*RECORDS TO PROCESS*:
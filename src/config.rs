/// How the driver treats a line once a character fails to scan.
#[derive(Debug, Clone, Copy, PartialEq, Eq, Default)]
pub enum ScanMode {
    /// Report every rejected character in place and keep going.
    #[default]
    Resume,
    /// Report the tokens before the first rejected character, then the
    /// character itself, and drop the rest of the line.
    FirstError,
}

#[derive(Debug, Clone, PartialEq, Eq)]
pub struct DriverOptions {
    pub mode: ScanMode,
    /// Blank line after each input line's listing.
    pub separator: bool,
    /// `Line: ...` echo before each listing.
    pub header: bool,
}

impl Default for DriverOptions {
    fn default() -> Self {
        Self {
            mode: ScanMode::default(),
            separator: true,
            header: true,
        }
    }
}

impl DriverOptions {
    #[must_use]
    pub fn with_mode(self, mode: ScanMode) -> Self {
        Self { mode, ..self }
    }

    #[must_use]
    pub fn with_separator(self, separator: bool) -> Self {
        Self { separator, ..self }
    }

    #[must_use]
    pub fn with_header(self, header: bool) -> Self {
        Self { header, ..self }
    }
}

---

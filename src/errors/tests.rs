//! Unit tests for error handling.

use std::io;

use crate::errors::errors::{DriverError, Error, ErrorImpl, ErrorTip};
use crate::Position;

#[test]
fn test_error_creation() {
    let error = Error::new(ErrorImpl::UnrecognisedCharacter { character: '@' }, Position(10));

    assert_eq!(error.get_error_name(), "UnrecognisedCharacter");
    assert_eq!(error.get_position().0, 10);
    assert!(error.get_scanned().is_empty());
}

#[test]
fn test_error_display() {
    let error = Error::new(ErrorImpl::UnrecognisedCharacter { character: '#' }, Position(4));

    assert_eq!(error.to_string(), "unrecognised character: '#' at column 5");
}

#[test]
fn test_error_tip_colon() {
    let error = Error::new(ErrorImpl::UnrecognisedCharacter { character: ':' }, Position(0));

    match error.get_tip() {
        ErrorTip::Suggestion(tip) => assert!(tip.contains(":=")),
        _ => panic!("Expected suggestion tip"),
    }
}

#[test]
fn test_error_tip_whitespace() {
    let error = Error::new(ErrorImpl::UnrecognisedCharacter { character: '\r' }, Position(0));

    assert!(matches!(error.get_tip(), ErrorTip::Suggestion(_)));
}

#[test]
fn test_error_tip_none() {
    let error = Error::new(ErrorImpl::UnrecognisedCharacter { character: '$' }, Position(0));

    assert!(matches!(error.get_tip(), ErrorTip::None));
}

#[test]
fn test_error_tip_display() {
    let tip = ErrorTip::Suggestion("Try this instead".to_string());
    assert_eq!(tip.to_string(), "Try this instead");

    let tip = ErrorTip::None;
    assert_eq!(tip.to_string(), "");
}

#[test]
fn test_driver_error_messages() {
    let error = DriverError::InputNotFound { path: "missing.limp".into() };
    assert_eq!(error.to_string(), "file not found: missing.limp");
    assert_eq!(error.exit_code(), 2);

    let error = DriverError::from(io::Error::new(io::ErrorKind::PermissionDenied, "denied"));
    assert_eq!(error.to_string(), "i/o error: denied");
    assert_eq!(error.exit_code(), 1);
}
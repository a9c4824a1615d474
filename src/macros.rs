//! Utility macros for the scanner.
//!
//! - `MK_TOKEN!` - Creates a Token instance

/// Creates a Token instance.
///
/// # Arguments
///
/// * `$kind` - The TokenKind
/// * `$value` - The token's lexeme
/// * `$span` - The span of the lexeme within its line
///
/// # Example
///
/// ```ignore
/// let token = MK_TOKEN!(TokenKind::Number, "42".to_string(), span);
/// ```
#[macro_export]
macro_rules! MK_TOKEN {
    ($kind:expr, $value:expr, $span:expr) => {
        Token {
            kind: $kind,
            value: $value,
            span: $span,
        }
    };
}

==

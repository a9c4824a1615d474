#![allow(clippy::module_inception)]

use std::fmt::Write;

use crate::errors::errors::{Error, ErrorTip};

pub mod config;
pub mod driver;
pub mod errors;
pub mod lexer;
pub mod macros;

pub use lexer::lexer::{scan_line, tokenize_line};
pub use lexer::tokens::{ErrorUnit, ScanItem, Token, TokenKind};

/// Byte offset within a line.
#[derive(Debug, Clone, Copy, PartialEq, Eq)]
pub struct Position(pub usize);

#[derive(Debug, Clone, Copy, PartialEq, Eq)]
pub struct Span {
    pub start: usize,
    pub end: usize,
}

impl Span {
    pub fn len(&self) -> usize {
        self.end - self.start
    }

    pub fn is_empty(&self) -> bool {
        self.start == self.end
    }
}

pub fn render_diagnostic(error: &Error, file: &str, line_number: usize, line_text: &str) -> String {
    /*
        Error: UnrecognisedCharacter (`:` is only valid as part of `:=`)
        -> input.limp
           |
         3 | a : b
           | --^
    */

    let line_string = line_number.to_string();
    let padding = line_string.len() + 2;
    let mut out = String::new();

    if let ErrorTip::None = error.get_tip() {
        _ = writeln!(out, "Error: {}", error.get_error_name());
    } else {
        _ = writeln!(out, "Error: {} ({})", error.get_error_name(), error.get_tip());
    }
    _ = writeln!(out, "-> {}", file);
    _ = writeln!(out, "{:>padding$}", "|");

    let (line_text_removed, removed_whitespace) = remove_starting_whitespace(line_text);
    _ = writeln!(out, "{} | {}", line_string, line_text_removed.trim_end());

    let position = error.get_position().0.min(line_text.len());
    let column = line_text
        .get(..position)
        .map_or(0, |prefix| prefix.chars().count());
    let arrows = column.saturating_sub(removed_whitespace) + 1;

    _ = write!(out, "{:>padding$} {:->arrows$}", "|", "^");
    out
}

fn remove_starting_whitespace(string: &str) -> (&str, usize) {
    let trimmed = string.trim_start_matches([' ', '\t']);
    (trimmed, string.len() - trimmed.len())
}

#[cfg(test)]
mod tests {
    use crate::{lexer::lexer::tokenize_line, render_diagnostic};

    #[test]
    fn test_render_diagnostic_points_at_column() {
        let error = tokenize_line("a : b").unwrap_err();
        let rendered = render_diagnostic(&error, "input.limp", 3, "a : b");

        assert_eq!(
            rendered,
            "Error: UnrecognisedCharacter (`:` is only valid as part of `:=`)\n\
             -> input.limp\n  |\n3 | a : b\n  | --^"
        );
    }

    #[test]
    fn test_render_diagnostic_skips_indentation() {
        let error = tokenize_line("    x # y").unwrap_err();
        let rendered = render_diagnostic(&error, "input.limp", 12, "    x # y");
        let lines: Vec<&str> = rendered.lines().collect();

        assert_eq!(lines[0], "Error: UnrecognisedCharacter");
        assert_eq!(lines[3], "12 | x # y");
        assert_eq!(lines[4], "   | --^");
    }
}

*REQUIRED WORK*:
Wherever the word "rendered" appears in the listing above, copy the whole line.

*OUTPUT OF THE EXERCISE*:
        let rendered = render_diagnostic(&error, "input.limp", 3, "a : b");
            rendered,
        let rendered = render_diagnostic(&error, "input.limp", 12, "    x # y");
        let lines: Vec<&str> = rendered.lines().collect();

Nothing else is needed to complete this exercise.